» **TO DO**
Each line of the records below that holds "MovieSummary" should be returned.

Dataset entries
--------------------------------------------------

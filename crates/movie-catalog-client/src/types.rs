use core::ops::Deref;

use serde::{Deserialize, Serialize};

use crate::{
    pagination::{PaginationControls, ResultsInfo},
    query_state::QueryState,
};

/// One page of a paginated catalog resource
///
/// The catalog only reports how many pages exist for a query, never how many
/// items. See [crate::pagination::ResultsInfo] for how the exact count is
/// recovered.
#[derive(Debug, Clone, PartialEq, Deserialize, Serialize)]
#[serde(rename_all = "camelCase")]
pub struct ListingPage<T> {
    /// The items of this page, in server order
    pub data: Vec<T>,
    /// The number of pages available for the query
    #[serde(default)]
    pub total_pages: u32,
}
impl<T> ListingPage<T> {
    /// Returns true if `page` is the last page of the result set, or beyond it
    pub fn is_last_page(&self, page: u32) -> bool {
        page >= self.total_pages
    }
}
impl<T> Deref for ListingPage<T> {
    type Target = Vec<T>;

    fn deref(&self) -> &Self::Target {
        &self.data
    }
}

#[derive(Debug, Clone, PartialEq, Deserialize, Serialize)]
#[serde(rename_all = "camelCase")]
pub struct MovieSummary {
    pub id: String,
    pub title: String,
    #[serde(default, skip_serializing_if = "Option::is_none")]
    pub poster_url: Option<String>,
    #[serde(default, skip_serializing_if = "Option::is_none")]
    pub rating: Option<String>,
}

#[derive(Debug, Clone, PartialEq, Deserialize, Serialize)]
pub struct GenreRef {
    pub id: String,
    pub title: String,
}

#[derive(Debug, Clone, PartialEq, Deserialize, Serialize)]
pub struct Genre {
    pub id: String,
    pub title: String,
    #[serde(default)]
    pub movies: Vec<String>,
}

#[derive(Debug, Clone, PartialEq, Deserialize, Serialize)]
#[serde(rename_all = "camelCase")]
pub struct MovieDetails {
    pub id: String,
    pub title: String,
    #[serde(default, skip_serializing_if = "Option::is_none")]
    pub poster_url: Option<String>,
    #[serde(default, skip_serializing_if = "Option::is_none")]
    pub rating: Option<String>,
    #[serde(default, skip_serializing_if = "Option::is_none")]
    pub summary: Option<String>,
    /// ISO-8601 duration, e.g. `PT2H32M`
    #[serde(default, skip_serializing_if = "Option::is_none")]
    pub duration: Option<String>,
    #[serde(default, skip_serializing_if = "Option::is_none")]
    pub rating_value: Option<f64>,
    #[serde(default, skip_serializing_if = "Option::is_none")]
    pub genres: Option<Vec<GenreRef>>,
    #[serde(default, skip_serializing_if = "Option::is_none")]
    pub main_actors: Option<Vec<String>>,
}

/// One page of movies, ready to be displayed
#[derive(Debug, Clone, Serialize)]
pub struct MovieResults {
    pub query: QueryState,
    pub movies: Vec<MovieSummary>,
    pub total_pages: u32,
    pub results: ResultsInfo,
    /// `None` when everything fits on one page
    pub pagination: Option<PaginationControls>,
}

const CARD_LIST_MAX: usize = 3;

fn abbreviated_list<'a>(items: impl ExactSizeIterator<Item = &'a str>) -> Option<String> {
    let len = items.len();
    if len == 0 {
        return None;
    }
    let mut line = items.take(CARD_LIST_MAX).collect::<Vec<_>>().join(", ");
    if len > CARD_LIST_MAX {
        line.push_str("...");
    }
    Some(line)
}

impl MovieDetails {
    /// The first three genre titles, with a trailing `...` if there are more
    pub fn genres_line(&self) -> Option<String> {
        self.genres
            .as_ref()
            .and_then(|genres| abbreviated_list(genres.iter().map(|g| g.title.as_str())))
    }

    /// The first three main actors, with a trailing `...` if there are more
    pub fn cast_line(&self) -> Option<String> {
        self.main_actors
            .as_ref()
            .and_then(|actors| abbreviated_list(actors.iter().map(String::as_str)))
    }
}

fn re_iso_duration() -> &'static regex::Regex {
    static RE: std::sync::OnceLock<regex::Regex> = std::sync::OnceLock::new();
    RE.get_or_init(|| regex::Regex::new(r"PT(?:(?<h>\d+)H)?(?:(?<m>\d+)M)?").unwrap())
}

/// Format an ISO-8601 duration such as `PT2H32M` as `2h 32m`
///
/// Strings that do not look like a duration are returned unchanged.
pub fn format_duration(duration: &str) -> String {
    let Some(caps) = re_iso_duration().captures(duration) else {
        return duration.to_owned();
    };
    let read = |name: &str| {
        caps.name(name)
            .and_then(|m| m.as_str().parse::<u64>().ok())
            .unwrap_or(0)
    };
    let (hours, minutes) = (read("h"), read("m"));
    if hours > 0 && minutes > 0 {
        format!("{hours}h {minutes}m")
    } else if hours > 0 {
        format!("{hours}h")
    } else {
        format!("{minutes}m")
    }
}

/// Display-ready view of a [MovieDetails]
#[derive(Debug, Clone, PartialEq, Serialize)]
pub struct MovieCard {
    pub id: String,
    pub title: String,
    #[serde(skip_serializing_if = "Option::is_none")]
    pub poster_url: Option<String>,
    #[serde(skip_serializing_if = "Option::is_none")]
    pub rating: Option<String>,
    #[serde(skip_serializing_if = "Option::is_none")]
    pub duration: Option<String>,
    #[serde(skip_serializing_if = "Option::is_none")]
    pub genres: Option<String>,
    #[serde(skip_serializing_if = "Option::is_none")]
    pub cast: Option<String>,
    #[serde(skip_serializing_if = "Option::is_none")]
    pub summary: Option<String>,
}
impl From<&MovieDetails> for MovieCard {
    fn from(value: &MovieDetails) -> Self {
        Self {
            id: value.id.clone(),
            title: value.title.clone(),
            poster_url: value.poster_url.clone(),
            // A zero rating is treated as "no rating"
            rating: value
                .rating_value
                .filter(|r| *r != 0.0)
                .map(|r| format!("⭐️ {r}")),
            duration: value
                .duration
                .as_deref()
                .filter(|d| !d.is_empty())
                .map(format_duration),
            genres: value.genres_line(),
            cast: value.cast_line(),
            summary: value.summary.clone().filter(|s| !s.is_empty()),
        }
    }
}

--------------------------------------------------

» **SOLVED EXERCISE**
pub struct MovieSummary {
    pub movies: Vec<MovieSummary>,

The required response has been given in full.